*** Records for the task ***

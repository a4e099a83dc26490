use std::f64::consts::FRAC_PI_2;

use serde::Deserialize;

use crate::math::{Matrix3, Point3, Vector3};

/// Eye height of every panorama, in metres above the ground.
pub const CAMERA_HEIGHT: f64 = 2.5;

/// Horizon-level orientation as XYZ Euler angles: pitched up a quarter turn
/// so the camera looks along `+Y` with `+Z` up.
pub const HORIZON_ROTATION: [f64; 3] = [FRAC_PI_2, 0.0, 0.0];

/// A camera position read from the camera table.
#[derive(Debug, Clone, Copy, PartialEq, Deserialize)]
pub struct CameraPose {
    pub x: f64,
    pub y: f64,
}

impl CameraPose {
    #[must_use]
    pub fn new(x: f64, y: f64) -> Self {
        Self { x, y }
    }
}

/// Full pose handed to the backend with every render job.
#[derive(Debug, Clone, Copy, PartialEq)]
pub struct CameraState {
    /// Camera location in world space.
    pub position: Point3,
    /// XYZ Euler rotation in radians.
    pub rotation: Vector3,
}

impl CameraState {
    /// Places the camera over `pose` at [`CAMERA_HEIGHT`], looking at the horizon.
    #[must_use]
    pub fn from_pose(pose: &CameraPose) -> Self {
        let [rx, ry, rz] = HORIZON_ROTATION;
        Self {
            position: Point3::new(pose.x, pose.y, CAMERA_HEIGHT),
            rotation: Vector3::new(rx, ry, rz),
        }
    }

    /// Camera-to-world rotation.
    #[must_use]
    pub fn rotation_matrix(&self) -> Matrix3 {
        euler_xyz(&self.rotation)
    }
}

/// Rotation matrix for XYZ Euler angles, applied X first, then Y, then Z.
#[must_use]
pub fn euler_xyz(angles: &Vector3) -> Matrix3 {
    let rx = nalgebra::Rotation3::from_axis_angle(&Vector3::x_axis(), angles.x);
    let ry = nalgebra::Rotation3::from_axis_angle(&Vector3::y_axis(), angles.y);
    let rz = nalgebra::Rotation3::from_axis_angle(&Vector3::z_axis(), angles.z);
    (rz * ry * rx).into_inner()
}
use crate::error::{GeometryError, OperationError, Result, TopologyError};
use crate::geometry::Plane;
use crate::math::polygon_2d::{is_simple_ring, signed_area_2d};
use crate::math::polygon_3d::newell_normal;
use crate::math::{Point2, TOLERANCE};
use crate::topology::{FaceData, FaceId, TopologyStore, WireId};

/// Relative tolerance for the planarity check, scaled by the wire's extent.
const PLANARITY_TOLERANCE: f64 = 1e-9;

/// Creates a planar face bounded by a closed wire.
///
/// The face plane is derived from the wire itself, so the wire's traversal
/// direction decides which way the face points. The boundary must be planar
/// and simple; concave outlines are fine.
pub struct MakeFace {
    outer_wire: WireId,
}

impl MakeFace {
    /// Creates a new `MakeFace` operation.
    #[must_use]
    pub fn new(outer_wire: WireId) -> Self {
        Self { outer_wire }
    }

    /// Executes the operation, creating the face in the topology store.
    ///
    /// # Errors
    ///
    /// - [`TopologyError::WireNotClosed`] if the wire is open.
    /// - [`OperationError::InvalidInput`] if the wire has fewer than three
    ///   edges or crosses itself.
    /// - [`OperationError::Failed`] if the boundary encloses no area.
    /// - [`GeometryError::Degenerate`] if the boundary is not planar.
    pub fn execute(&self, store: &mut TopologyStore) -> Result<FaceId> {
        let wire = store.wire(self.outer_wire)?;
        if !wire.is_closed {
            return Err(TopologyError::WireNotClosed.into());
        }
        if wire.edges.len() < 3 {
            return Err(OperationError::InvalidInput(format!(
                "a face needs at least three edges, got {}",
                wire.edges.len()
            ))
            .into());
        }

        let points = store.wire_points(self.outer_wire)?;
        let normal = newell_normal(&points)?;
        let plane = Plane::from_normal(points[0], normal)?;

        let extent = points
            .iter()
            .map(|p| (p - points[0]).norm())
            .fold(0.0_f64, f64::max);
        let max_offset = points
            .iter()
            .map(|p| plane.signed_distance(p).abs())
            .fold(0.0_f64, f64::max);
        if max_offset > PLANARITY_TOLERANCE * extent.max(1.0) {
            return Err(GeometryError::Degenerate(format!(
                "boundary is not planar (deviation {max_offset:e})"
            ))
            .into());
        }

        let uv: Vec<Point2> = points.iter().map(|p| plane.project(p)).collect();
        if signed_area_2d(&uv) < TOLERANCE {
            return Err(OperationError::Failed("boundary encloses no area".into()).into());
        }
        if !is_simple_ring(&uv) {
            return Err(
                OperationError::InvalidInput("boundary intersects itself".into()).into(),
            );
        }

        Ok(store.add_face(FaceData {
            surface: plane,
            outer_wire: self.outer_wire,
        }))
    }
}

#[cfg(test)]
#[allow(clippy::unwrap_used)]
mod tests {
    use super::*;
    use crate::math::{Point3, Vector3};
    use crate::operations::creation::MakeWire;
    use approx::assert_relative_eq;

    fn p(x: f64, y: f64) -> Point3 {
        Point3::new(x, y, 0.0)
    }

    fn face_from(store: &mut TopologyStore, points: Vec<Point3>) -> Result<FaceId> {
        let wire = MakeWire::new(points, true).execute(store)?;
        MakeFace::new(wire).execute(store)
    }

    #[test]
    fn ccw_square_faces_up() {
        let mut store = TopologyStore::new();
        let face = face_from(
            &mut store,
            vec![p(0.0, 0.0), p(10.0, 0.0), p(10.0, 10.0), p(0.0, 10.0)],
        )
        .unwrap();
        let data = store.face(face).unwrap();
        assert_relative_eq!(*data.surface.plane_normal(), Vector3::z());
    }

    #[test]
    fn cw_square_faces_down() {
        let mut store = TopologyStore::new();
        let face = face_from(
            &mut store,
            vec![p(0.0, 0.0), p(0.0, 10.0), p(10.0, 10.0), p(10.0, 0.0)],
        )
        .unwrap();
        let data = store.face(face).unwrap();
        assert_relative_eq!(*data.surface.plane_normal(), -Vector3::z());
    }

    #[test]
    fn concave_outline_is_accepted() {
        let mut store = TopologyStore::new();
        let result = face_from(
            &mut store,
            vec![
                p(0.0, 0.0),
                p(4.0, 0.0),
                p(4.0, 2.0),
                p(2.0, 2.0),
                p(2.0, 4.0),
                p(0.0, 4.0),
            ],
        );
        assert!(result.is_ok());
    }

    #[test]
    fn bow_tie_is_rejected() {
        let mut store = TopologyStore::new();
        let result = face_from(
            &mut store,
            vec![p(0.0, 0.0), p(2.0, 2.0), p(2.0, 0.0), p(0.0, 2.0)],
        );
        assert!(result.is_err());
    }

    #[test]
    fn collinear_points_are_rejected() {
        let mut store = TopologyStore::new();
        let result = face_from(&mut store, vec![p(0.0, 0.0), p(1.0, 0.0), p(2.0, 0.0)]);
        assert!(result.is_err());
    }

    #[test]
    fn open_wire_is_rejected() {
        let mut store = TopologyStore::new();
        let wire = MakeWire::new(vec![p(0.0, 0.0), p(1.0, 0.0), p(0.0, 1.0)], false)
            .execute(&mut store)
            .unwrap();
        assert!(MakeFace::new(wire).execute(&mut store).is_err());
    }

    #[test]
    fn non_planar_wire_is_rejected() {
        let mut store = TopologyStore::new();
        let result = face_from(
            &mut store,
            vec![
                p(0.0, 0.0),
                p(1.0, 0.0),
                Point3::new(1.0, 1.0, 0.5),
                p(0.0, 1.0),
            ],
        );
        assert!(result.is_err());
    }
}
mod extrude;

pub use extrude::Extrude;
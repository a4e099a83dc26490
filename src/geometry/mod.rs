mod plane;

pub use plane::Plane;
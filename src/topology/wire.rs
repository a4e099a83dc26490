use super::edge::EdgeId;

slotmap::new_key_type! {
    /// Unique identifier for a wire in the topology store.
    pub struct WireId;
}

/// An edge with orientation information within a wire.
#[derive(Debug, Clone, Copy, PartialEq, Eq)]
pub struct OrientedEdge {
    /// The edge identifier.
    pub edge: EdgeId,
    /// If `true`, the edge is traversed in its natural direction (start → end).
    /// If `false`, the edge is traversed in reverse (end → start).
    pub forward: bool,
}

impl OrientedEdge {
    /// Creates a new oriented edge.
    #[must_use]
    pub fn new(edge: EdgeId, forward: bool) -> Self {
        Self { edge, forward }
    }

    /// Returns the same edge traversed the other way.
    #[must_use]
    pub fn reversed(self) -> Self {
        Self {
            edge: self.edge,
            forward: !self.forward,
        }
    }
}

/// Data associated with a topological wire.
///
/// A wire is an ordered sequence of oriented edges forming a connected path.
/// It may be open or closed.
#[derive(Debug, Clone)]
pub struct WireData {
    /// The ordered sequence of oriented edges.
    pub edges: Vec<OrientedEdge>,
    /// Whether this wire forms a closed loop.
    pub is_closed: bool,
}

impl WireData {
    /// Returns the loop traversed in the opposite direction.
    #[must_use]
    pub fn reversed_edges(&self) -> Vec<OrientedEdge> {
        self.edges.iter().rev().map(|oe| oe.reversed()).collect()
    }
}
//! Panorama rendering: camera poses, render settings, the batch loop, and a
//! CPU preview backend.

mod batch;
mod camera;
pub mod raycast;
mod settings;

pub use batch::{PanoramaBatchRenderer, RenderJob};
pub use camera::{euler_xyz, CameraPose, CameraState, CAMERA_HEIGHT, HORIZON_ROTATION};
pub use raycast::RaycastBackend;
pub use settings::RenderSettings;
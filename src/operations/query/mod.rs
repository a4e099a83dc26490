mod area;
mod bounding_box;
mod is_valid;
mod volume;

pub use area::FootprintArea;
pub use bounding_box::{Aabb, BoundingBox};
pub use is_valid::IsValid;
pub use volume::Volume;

*** End of Records for the task ***

> Exercise
The lines of the records that contain the string "filename" should be located and copied.

> Solution
filename src/geometry/mod.rs
filename src/topology/wire.rs
filename src/operations/query/mod.rs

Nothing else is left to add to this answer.